Ultrafarma fecha lojas históricas em São Paulo
Varejista aposta em megaloja enquanto enfrenta turbulência financeira
por César Ferro em e atualizado em
A decisão da Ultrafarma de encerrar suas tradicionais unidades na Avenida Jabaquara vai além de uma simples estratégia comercial ou de marketing. A ideia é sair da zona sul de São Paulo, onde o grupo concentrou suas operações por cerca de duas décadas, e migrar para uma megaloja de aproximadamente 3 mil metros quadrados na zona norte da capital.
De acordo com fontes ouvidas pelo Panorama Farmacêutico, o movimento ocorre em meio a uma situação financeira delicada, agravada por investigações recentes e falhas na condução da expansão via franquias.
O reposicionamento ocorre cerca de seis meses após a deflagração da Operação Ícaro, conduzida pelo Ministério Público do Estado de São Paulo (MPSP). A investigação apura um suposto esquema de corrupção bilionário envolvendo o fundador da Ultrafarma, Sidney Oliveira, o diretor estatutário do grupo Fast Shop, Mário Otávio Gomes, e auditores fiscais da Secretaria da Fazenda paulista (Sefaz-SP). Segundo as denúncias, créditos de ICMS teriam sido liberados de forma acelerada mediante pagamento de propina, estimada em mais de R$ 1 bilhão ao longo dos anos.
Especialistas do setor avaliam que a investigação teria impactado diretamente a capacidade da Ultrafarma de antecipar créditos de ICMS – prática que, até então, ajudava a sustentar condições comerciais mais agressivas com a indústria. Sem esse mecanismo financeiro, a rede passou a enfrentar maior resistência por parte de fornecedores e instituições financeiras. “O risco percebido aumentou. Prazos encurtaram, condições pioraram e a liquidez ficou mais pressionada”, resume uma fonte ouvida pelo portal.
Nesse contexto, a concentração da operação física em um único endereço pode ser interpretada como uma resposta defensiva. O novo espaço reunirá venda de medicamentos, ótica, farmácia de manipulação e operação logística para entregas expressas na Grande São Paulo, enquanto o centro de distribuição de Santa Isabel (SP) seguirá atendendo o restante do país. Em comunicado oficial, a Ultrafarma define o projeto como uma “virada de mentalidade” e uma “mudança estrutural capaz de reposicionar a empresa”.
Nos bastidores da Ultrafarma: franquias, litígios e fogo amigo
Nos bastidores, porém, o cenário é mais complexo. Fontes ouvidas com exclusividade pelo Panorama Farmacêutico relatam cancelamento de contratos por diversos licenciados da bandeira Ultrafarma Popular, além de litígios judiciais em curso.

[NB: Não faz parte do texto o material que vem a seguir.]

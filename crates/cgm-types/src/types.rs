//! Core enums shared by the acquisition pipeline and its collaborators.

use core::fmt;

#[cfg(feature = "serde")]
use serde::{Deserialize, Serialize};

/// Link state between the host and the sensor.
///
/// Transitions are driven only by the connection state machine; every other
/// component observes this value through the store.
#[derive(Debug, Clone, Copy, PartialEq, Eq, Hash, Default)]
#[cfg_attr(feature = "serde", derive(Serialize, Deserialize))]
#[cfg_attr(feature = "serde", serde(rename_all = "snake_case"))]
pub enum ConnectionState {
    /// No link, nothing in flight.
    #[default]
    Disconnected,
    /// Discovering advertising sensors.
    Scanning,
    /// Link requested, waiting for the transport's connect callback.
    Connecting,
    /// Link up and streaming telemetry.
    Connected,
    /// The radio adapter is powered off.
    PoweredOff,
    /// State could not be determined.
    Unknown,
}

impl ConnectionState {
    /// Whether a link is established or being established.
    #[must_use]
    pub fn is_active(&self) -> bool {
        matches!(
            self,
            ConnectionState::Scanning | ConnectionState::Connecting | ConnectionState::Connected
        )
    }
}

impl fmt::Display for ConnectionState {
    fn fmt(&self, f: &mut fmt::Formatter<'_>) -> fmt::Result {
        match self {
            ConnectionState::Disconnected => write!(f, "Disconnected"),
            ConnectionState::Scanning => write!(f, "Scanning"),
            ConnectionState::Connecting => write!(f, "Connecting"),
            ConnectionState::Connected => write!(f, "Connected"),
            ConnectionState::PoweredOff => write!(f, "Powered off"),
            ConnectionState::Unknown => write!(f, "Unknown"),
        }
    }
}

/// Sensor lifecycle state.
///
/// Decoded from FRAM at pairing time and afterwards derived from the sensor
/// age reported in every telemetry frame.
#[derive(Debug, Clone, Copy, PartialEq, Eq, Hash, Default)]
#[cfg_attr(feature = "serde", derive(Serialize, Deserialize))]
#[cfg_attr(feature = "serde", serde(rename_all = "snake_case"))]
#[non_exhaustive]
pub enum SensorState {
    /// Sensor has not been activated.
    NotYetStarted,
    /// Warming up; readings are not yet reliable.
    Starting,
    /// Producing readings.
    Ready,
    /// Past its lifetime; still reports age, no readings.
    Expired,
    /// Shut down by the sensor firmware.
    Shutdown,
    /// Sensor reported a hardware failure.
    Failure,
    /// Unknown lifecycle code.
    #[default]
    Unknown,
}

impl SensorState {
    /// Decode the lifecycle byte stored in FRAM.
    #[must_use]
    pub fn from_fram_code(code: u8) -> Self {
        match code {
            0x01 => SensorState::NotYetStarted,
            0x02 => SensorState::Starting,
            0x03 => SensorState::Ready,
            0x04 => SensorState::Expired,
            0x05 => SensorState::Shutdown,
            0x06 => SensorState::Failure,
            _ => SensorState::Unknown,
        }
    }

    /// Whether readings produced in this state may be calibrated and stored.
    #[must_use]
    pub fn produces_readings(&self) -> bool {
        matches!(self, SensorState::Ready)
    }
}

impl fmt::Display for SensorState {
    fn fmt(&self, f: &mut fmt::Formatter<'_>) -> fmt::Result {
        match self {
            SensorState::NotYetStarted => write!(f, "Not yet started"),
            SensorState::Starting => write!(f, "Warming up"),
            SensorState::Ready => write!(f, "Ready"),
            SensorState::Expired => write!(f, "Expired"),
            SensorState::Shutdown => write!(f, "Shut down"),
            SensorState::Failure => write!(f, "Failure"),
            SensorState::Unknown => write!(f, "Unknown"),
        }
    }
}

/// Per-sample quality as flagged by the sensor.
///
/// A faulted sample never carries a numeric value; downstream consumers use
/// this to tell "no signal" apart from a normal reading.
#[derive(Debug, Clone, Copy, PartialEq, Eq, Hash, Default)]
#[cfg_attr(feature = "serde", derive(Serialize, Deserialize))]
#[cfg_attr(feature = "serde", serde(rename_all = "snake_case"))]
#[non_exhaustive]
pub enum SampleQuality {
    /// Sample is usable.
    #[default]
    Ok,
    /// Measured value outside the sensor's measurable range.
    OutOfRange,
    /// Signal too noisy to produce a value.
    Noisy,
    /// Sensor lost contact with interstitial fluid.
    SignalLoss,
    /// Value was not finite or calibration could not be applied.
    InvalidValue,
    /// Fault code not known to this library.
    Other(u16),
}

impl SampleQuality {
    /// Decode the fault code carried by a flagged sample.
    #[must_use]
    pub fn from_code(code: u16) -> Self {
        match code {
            0 => SampleQuality::Ok,
            1 => SampleQuality::OutOfRange,
            2 => SampleQuality::Noisy,
            3 => SampleQuality::SignalLoss,
            other => SampleQuality::Other(other),
        }
    }

    /// Wire code for this quality; `InvalidValue` is host-side only.
    #[must_use]
    pub fn code(&self) -> u16 {
        match self {
            SampleQuality::Ok => 0,
            SampleQuality::OutOfRange => 1,
            SampleQuality::Noisy => 2,
            SampleQuality::SignalLoss => 3,
            SampleQuality::InvalidValue => 0xFF,
            SampleQuality::Other(code) => *code,
        }
    }

    /// Whether the sample is usable.
    #[must_use]
    pub fn is_ok(&self) -> bool {
        matches!(self, SampleQuality::Ok)
    }
}

impl fmt::Display for SampleQuality {
    fn fmt(&self, f: &mut fmt::Formatter<'_>) -> fmt::Result {
        match self {
            SampleQuality::Ok => write!(f, "OK"),
            SampleQuality::OutOfRange => write!(f, "Out of range"),
            SampleQuality::Noisy => write!(f, "Noisy"),
            SampleQuality::SignalLoss => write!(f, "Signal loss"),
            SampleQuality::InvalidValue => write!(f, "Invalid value"),
            SampleQuality::Other(code) => write!(f, "Fault 0x{:04X}", code),
        }
    }
}

/// Origin of a glucose value.
#[derive(Debug, Clone, Copy, PartialEq, Eq, Hash, Default)]
#[cfg_attr(feature = "serde", derive(Serialize, Deserialize))]
#[cfg_attr(feature = "serde", serde(rename_all = "snake_case"))]
pub enum GlucoseType {
    /// Derived from sensor telemetry.
    #[default]
    Cgm,
    /// Manual blood glucose meter entry.
    Bgm,
}

/// Slope thresholds (per minute, in glucose units) separating trend classes.
#[derive(Debug, Clone, Copy, PartialEq)]
#[cfg_attr(feature = "serde", derive(Serialize, Deserialize))]
pub struct TrendThresholds {
    /// Magnitude above which the change is rapid.
    pub rapid: f64,
    /// Magnitude above which the change is fast.
    pub fast: f64,
    /// Magnitude above which the change is moderate.
    pub moderate: f64,
}

impl Default for TrendThresholds {
    fn default() -> Self {
        Self {
            rapid: 3.5,
            fast: 2.0,
            moderate: 1.0,
        }
    }
}

/// Direction and speed of glucose change.
///
/// # Ordering
///
/// Variants are ordered from fastest falling to fastest rising, with
/// `Unknown` last.
#[derive(Debug, Clone, Copy, PartialEq, Eq, PartialOrd, Ord, Hash, Default)]
#[cfg_attr(feature = "serde", derive(Serialize, Deserialize))]
#[cfg_attr(feature = "serde", serde(rename_all = "snake_case"))]
pub enum Trend {
    RapidlyFalling,
    FastFalling,
    Falling,
    Constant,
    Rising,
    FastRising,
    RapidlyRising,
    #[default]
    Unknown,
}

impl Trend {
    /// Classify a per-minute change against the given thresholds.
    ///
    /// Symmetric for rising and falling; `None` yields [`Trend::Unknown`].
    ///
    /// # Examples
    ///
    /// ```
    /// use cgm_types::{Trend, TrendThresholds};
    ///
    /// let t = TrendThresholds::default();
    /// assert_eq!(Trend::classify(Some(2.5), &t), Trend::FastRising);
    /// assert_eq!(Trend::classify(Some(-1.5), &t), Trend::Falling);
    /// assert_eq!(Trend::classify(Some(0.4), &t), Trend::Constant);
    /// assert_eq!(Trend::classify(None, &t), Trend::Unknown);
    /// ```
    #[must_use]
    pub fn classify(minute_change: Option<f64>, thresholds: &TrendThresholds) -> Self {
        let Some(change) = minute_change.filter(|c| c.is_finite()) else {
            return Trend::Unknown;
        };
        let magnitude = change.abs();
        let rising = change > 0.0;

        if magnitude > thresholds.rapid {
            if rising { Trend::RapidlyRising } else { Trend::RapidlyFalling }
        } else if magnitude > thresholds.fast {
            if rising { Trend::FastRising } else { Trend::FastFalling }
        } else if magnitude > thresholds.moderate {
            if rising { Trend::Rising } else { Trend::Falling }
        } else {
            Trend::Constant
        }
    }

    /// Arrow glyph for compact display.
    #[must_use]
    pub fn arrow(&self) -> &'static str {
        match self {
            Trend::RapidlyFalling => "↓↓",
            Trend::FastFalling => "↓",
            Trend::Falling => "↘",
            Trend::Constant => "→",
            Trend::Rising => "↗",
            Trend::FastRising => "↑",
            Trend::RapidlyRising => "↑↑",
            Trend::Unknown => "?",
        }
    }
}

impl fmt::Display for Trend {
    fn fmt(&self, f: &mut fmt::Formatter<'_>) -> fmt::Result {
        match self {
            Trend::RapidlyFalling => write!(f, "Rapidly falling"),
            Trend::FastFalling => write!(f, "Fast falling"),
            Trend::Falling => write!(f, "Falling"),
            Trend::Constant => write!(f, "Constant"),
            Trend::Rising => write!(f, "Rising"),
            Trend::FastRising => write!(f, "Fast rising"),
            Trend::RapidlyRising => write!(f, "Rapidly rising"),
            Trend::Unknown => write!(f, "Unknown"),
        }
    }
}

Há também relatos de reestruturações societárias nas quais dívidas parceladas e impostos não pagos teriam sido concentrados em empresas antigas do grupo, enquanto novas operações surgiam com estruturas mais leves.
O cenário se agrava ao se observar a trajetória da Ultrafarma Popular. Lançada com força a partir de 2019, a rede chegou rapidamente a cerca de 400 unidades em diferentes estados, com a ambição de ultrapassar R$ 2 bilhões em faturamento. No entanto, desde meados de 2022, o ritmo de inaugurações estagnou.
Analistas do mercado apontam que parte do problema estaria na estratégia de ‘empurrar’ a marca própria Sidney Oliveira aos franqueados com descontos agressivos. Enquanto as lojas próprias operavam com margens próximas a 60%, os franqueados ficavam com algo em torno de 25%, o que inviabilizava a política de preços. “A conta não fechava”, relata uma fonte. O resultado foi insatisfação generalizada, conflitos comerciais e reclamações de consumidores diante da diferença de preços entre lojas físicas, franquias e o e-commerce.
A conclusão dos analistas é que a rede enfrenta hoje um paradoxo ao tentar projetar ao mercado a imagem de inovação e ousadia, enquanto lida internamente com restrições financeiras, desgaste reputacional e um modelo de crescimento que perdeu tração. A megaloja, nesse sentido, pode representar tanto um novo capítulo quanto uma tentativa de ganhar fôlego em meio a um dos períodos mais desafiadores da história da companhia.